**DATASET ENTRIES**
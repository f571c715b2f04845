// SPDX-FileCopyrightText: 2026 Patchbay Contributors
// SPDX-License-Identifier: MIT OR Apache-2.0

//! Test harness for registry integration testing.
//!
//! `TestHarness` assembles a catalog over mock collaborators, a registry
//! cache over that catalog, and a mutable configuration. Tests install
//! plugins through the builder, then drive enable/disable and registry
//! queries through the harness.

use std::sync::Arc;

use patchbay_config::{Config, PLUGINS_KEY};
use patchbay_core::PatchbayError;
use patchbay_plugin::{
    EntrypointSource, OfficialSource, PluginCatalog, PluginRegistry, RegistryCache,
};

use crate::mock_index::MockPackageIndex;
use crate::mock_loader::MockModuleLoader;
use crate::stub::StubPlugin;

/// Builder for creating test environments with pre-installed plugins.
#[derive(Debug, Default)]
pub struct TestHarnessBuilder {
    official: Vec<(String, Option<StubPlugin>)>,
    entrypoints: Vec<(String, String, StubPlugin)>,
    enabled: Option<Vec<String>>,
}

impl TestHarnessBuilder {
    fn new() -> Self {
        Self::default()
    }

    /// Register `name` as an official plugin backed by `stub`.
    pub fn official(mut self, name: impl Into<String>, stub: StubPlugin) -> Self {
        self.official.push((name.into(), Some(stub)));
        self
    }

    /// Register `name` as an official plugin whose module does not exist.
    pub fn official_missing(mut self, name: impl Into<String>) -> Self {
        self.official.push((name.into(), None));
        self
    }

    /// Install an entry-point package advertising `name`.
    pub fn entrypoint(
        mut self,
        name: impl Into<String>,
        dist_version: impl Into<String>,
        stub: StubPlugin,
    ) -> Self {
        self.entrypoints
            .push((name.into(), dist_version.into(), stub));
        self
    }

    /// Start with `names` under the enabled-plugins key.
    pub fn enabled<I, S>(mut self, names: I) -> Self
    where
        I: IntoIterator<Item = S>,
        S: Into<String>,
    {
        self.enabled = Some(names.into_iter().map(Into::into).collect());
        self
    }

    /// Build the harness, registering and installing every plugin.
    pub fn build(self) -> TestHarness {
        let loader = Arc::new(MockModuleLoader::new());
        let index = Arc::new(MockPackageIndex::new());

        let official = OfficialSource::new(loader.clone());
        for (name, stub) in self.official {
            if let Some(stub) = stub {
                loader.insert(official.module_path(&name), stub);
            }
            official.register(name);
        }
        for (name, dist_version, stub) in self.entrypoints {
            index.install(&name, &dist_version, stub);
        }

        let catalog = Arc::new(PluginCatalog::new(
            official,
            EntrypointSource::new(index.clone()),
        ));
        let cache = RegistryCache::new(catalog.clone());

        let mut config = Config::new();
        if let Some(enabled) = self.enabled {
            config.set(PLUGINS_KEY, serde_json::json!(enabled));
        }

        TestHarness {
            catalog,
            cache,
            loader,
            index,
            config,
        }
    }
}

/// A complete registry stack over mock collaborators.
#[derive(Debug)]
pub struct TestHarness {
    pub catalog: Arc<PluginCatalog>,
    pub cache: RegistryCache,
    pub loader: Arc<MockModuleLoader>,
    pub index: Arc<MockPackageIndex>,
    pub config: Config,
}

impl TestHarness {
    /// Create a builder for configuring the test harness.
    pub fn builder() -> TestHarnessBuilder {
        TestHarnessBuilder::new()
    }

    /// Enable `name` in the harness configuration.
    pub fn enable(&mut self, name: &str) -> Result<(), PatchbayError> {
        patchbay_plugin::enable(&self.catalog, &mut self.config, name)
    }

    /// Disable `name` in the harness configuration.
    pub fn disable(&mut self, name: &str) -> Result<(), PatchbayError> {
        patchbay_plugin::disable(&mut self.config, name)
    }

    /// The registry for the current harness configuration.
    pub fn registry(&self) -> Result<Arc<PluginRegistry>, PatchbayError> {
        self.cache.instance(&self.config)
    }

    /// Enabled-plugin names, as stored in the configuration.
    pub fn enabled_names(&self) -> Vec<String> {
        self.config
            .enabled_plugins()
            .map(|names| names.into_iter().map(str::to_string).collect())
            .unwrap_or_default()
    }
}
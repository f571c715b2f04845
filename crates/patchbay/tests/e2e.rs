// SPDX-FileCopyrightText: 2026 Patchbay Contributors
// SPDX-License-Identifier: MIT OR Apache-2.0

//! End-to-end tests for the `patchbay` binary.
//!
//! Each test creates an isolated project root with plugin directories on
//! disk and runs the compiled binary against it. Tests are independent and
//! order-insensitive.

use std::process::{Command, Output};

use patchbay_test_utils::PluginDirFixture;

fn patchbay(fixture: &PluginDirFixture, args: &[&str]) -> Output {
    let data_home = fixture.root().join("xdg");
    Command::new(env!("CARGO_BIN_EXE_patchbay"))
        .arg("--root")
        .arg(fixture.root())
        .args(args)
        .env_remove("RUST_LOG")
        .env("HOME", &data_home)
        .env("XDG_DATA_HOME", &data_home)
        .output()
        .expect("failed to run patchbay")
}

fn stdout(output: &Output) -> String {
    String::from_utf8_lossy(&output.stdout).into_owned()
}

fn stderr(output: &Output) -> String {
    String::from_utf8_lossy(&output.stderr).into_owned()
}

fn fixture_with_mfe() -> PluginDirFixture {
    let fixture = PluginDirFixture::new().unwrap();
    fixture
        .add_plugin(
            "mfe",
            r#"
[plugin]
name = "mfe"
version = "1.2.0"
templates = "templates"

[config.set]
HOST = "apps.local"

[config.defaults]
PORT = 8002

[patches]
caddyfile = "mfe.local { reverse_proxy mfe:8002 }"

[hooks]
init = ["lms", "mfe"]
"#,
        )
        .unwrap();
    fixture
}

// ---- Listing ----

#[test]
fn list_without_plugins() {
    let fixture = PluginDirFixture::new().unwrap();
    let output = patchbay(&fixture, &["plugins", "list"]);
    assert!(output.status.success(), "stderr: {}", stderr(&output));
    assert!(stdout(&output).contains("No plugins installed."));
}

#[test]
fn list_shows_installed_and_enabled_status() {
    let fixture = fixture_with_mfe();
    let before = patchbay(&fixture, &["plugins", "list"]);
    assert!(stdout(&before).contains("mfe"));
    assert!(stdout(&before).contains("installed"));

    assert!(patchbay(&fixture, &["plugins", "enable", "mfe"]).status.success());
    let after = patchbay(&fixture, &["plugins", "list"]);
    assert!(stdout(&after).contains("enabled"));
}

// ---- Enable / disable ----

#[test]
fn enable_persists_configuration() {
    let fixture = fixture_with_mfe();
    let output = patchbay(&fixture, &["plugins", "enable", "mfe"]);
    assert!(output.status.success(), "stderr: {}", stderr(&output));
    assert!(stdout(&output).contains("Plugin mfe enabled"));

    let saved = std::fs::read_to_string(fixture.root().join("config.toml")).unwrap();
    let config = patchbay_config::load_config_from_str(&saved).unwrap();
    assert_eq!(config.enabled_plugins().unwrap(), vec!["mfe"]);
}

#[test]
fn enable_unknown_plugin_fails_without_writing() {
    let fixture = fixture_with_mfe();
    let output = patchbay(&fixture, &["plugins", "enable", "mef"]);
    assert!(!output.status.success());
    assert!(stderr(&output).contains("not installed"));
    assert!(!fixture.root().join("config.toml").exists());
}

#[test]
fn disable_removes_plugin() {
    let fixture = fixture_with_mfe();
    fixture.write_config("PLUGINS = [\"mfe\"]\n").unwrap();

    let output = patchbay(&fixture, &["plugins", "disable", "mfe"]);
    assert!(output.status.success(), "stderr: {}", stderr(&output));
    assert!(stdout(&output).contains("Plugin mfe disabled"));

    let saved = std::fs::read_to_string(fixture.root().join("config.toml")).unwrap();
    let config = patchbay_config::load_config_from_str(&saved).unwrap();
    assert!(config.enabled_plugins().unwrap().is_empty());
}

#[test]
fn disable_without_plugins_key_fails() {
    let fixture = fixture_with_mfe();
    let output = patchbay(&fixture, &["plugins", "disable", "mfe"]);
    assert!(!output.status.success());
    assert!(stderr(&output).contains("PLUGINS"));
}

// ---- Inspection ----

#[test]
fn printroot_prints_templates_directory() {
    let fixture = fixture_with_mfe();
    let output = patchbay(&fixture, &["plugins", "printroot", "mfe"]);
    assert!(output.status.success(), "stderr: {}", stderr(&output));
    let expected = fixture.plugins_dir().join("mfe").join("templates");
    assert_eq!(stdout(&output).trim_end(), expected.display().to_string());
}

#[test]
fn patches_and_hooks_reflect_enabled_plugins() {
    let fixture = fixture_with_mfe();
    let disabled = patchbay(&fixture, &["patches", "caddyfile"]);
    assert!(disabled.status.success());
    assert!(stdout(&disabled).is_empty());

    fixture.write_config("PLUGINS = [\"mfe\"]\n").unwrap();
    let patches = patchbay(&fixture, &["patches", "caddyfile"]);
    assert_eq!(
        stdout(&patches).trim_end(),
        "mfe.local { reverse_proxy mfe:8002 }"
    );

    let hooks = patchbay(&fixture, &["hooks", "init"]);
    assert_eq!(stdout(&hooks).trim_end(), "mfe: lms mfe");
}

#[test]
fn printvalue_applies_overlays_and_defaults() {
    let fixture = fixture_with_mfe();
    fixture.write_config("PLUGINS = [\"mfe\"]\n").unwrap();

    let host = patchbay(&fixture, &["config", "printvalue", "MFE_HOST"]);
    assert!(host.status.success(), "stderr: {}", stderr(&host));
    assert_eq!(stdout(&host).trim_end(), "apps.local");

    let port = patchbay(&fixture, &["config", "printvalue", "MFE_PORT"]);
    assert_eq!(stdout(&port).trim_end(), "8002");

    let missing = patchbay(&fixture, &["config", "printvalue", "NOPE"]);
    assert!(!missing.status.success());
}

#[test]
fn user_values_override_plugin_overlays() {
    let fixture = fixture_with_mfe();
    fixture
        .write_config("PLUGINS = [\"mfe\"]\nMFE_HOST = \"custom.host\"\n")
        .unwrap();
    let host = patchbay(&fixture, &["config", "printvalue", "MFE_HOST"]);
    assert_eq!(stdout(&host).trim_end(), "custom.host");
}

// ---- Official plugins ----

#[test]
fn official_plugin_shadows_directory_plugin() {
    let fixture = fixture_with_mfe();
    fixture
        .add_official("patchbaymfe", &PluginDirFixture::manifest("mfe", "9.0.0"))
        .unwrap();
    let output = patchbay(&fixture, &["plugins", "list"]);
    let out = stdout(&output);
    assert_eq!(out.lines().count(), 1);
    assert!(out.contains("9.0.0"));
    assert!(out.contains("official"));
}

// ---- Plugin commands ----

#[test]
#[cfg(unix)]
fn enabled_plugin_command_is_dispatched() {
    let fixture = PluginDirFixture::new().unwrap();
    fixture
        .add_plugin(
            "greet",
            r#"
[plugin]
name = "greet"
version = "0.1.0"

[command]
about = "Say hello"
exec = ["sh", "-c", "echo hello-$0"]
"#,
        )
        .unwrap();

    let disabled = patchbay(&fixture, &["greet", "world"]);
    assert!(!disabled.status.success());
    assert!(stderr(&disabled).contains("unrecognized command"));

    fixture.write_config("PLUGINS = [\"greet\"]\n").unwrap();
    let enabled = patchbay(&fixture, &["greet", "world"]);
    assert!(enabled.status.success(), "stderr: {}", stderr(&enabled));
    assert_eq!(stdout(&enabled).trim_end(), "hello-world");
}

#[test]
fn invalid_configuration_is_reported() {
    let fixture = PluginDirFixture::new().unwrap();
    fixture.write_config("PLUGINS = \"mfe\"\n").unwrap();
    let output = patchbay(&fixture, &["plugins", "list"]);
    assert!(!output.status.success());
    assert!(stderr(&output).contains("PLUGINS"));
}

**EXERCISE PROMPT**
Go through the entries and copy each line holding the string "args".

**RESULT OF THE TASK**
fn patchbay(fixture: &PluginDirFixture, args: &[&str]) -> Output {
        .args(args)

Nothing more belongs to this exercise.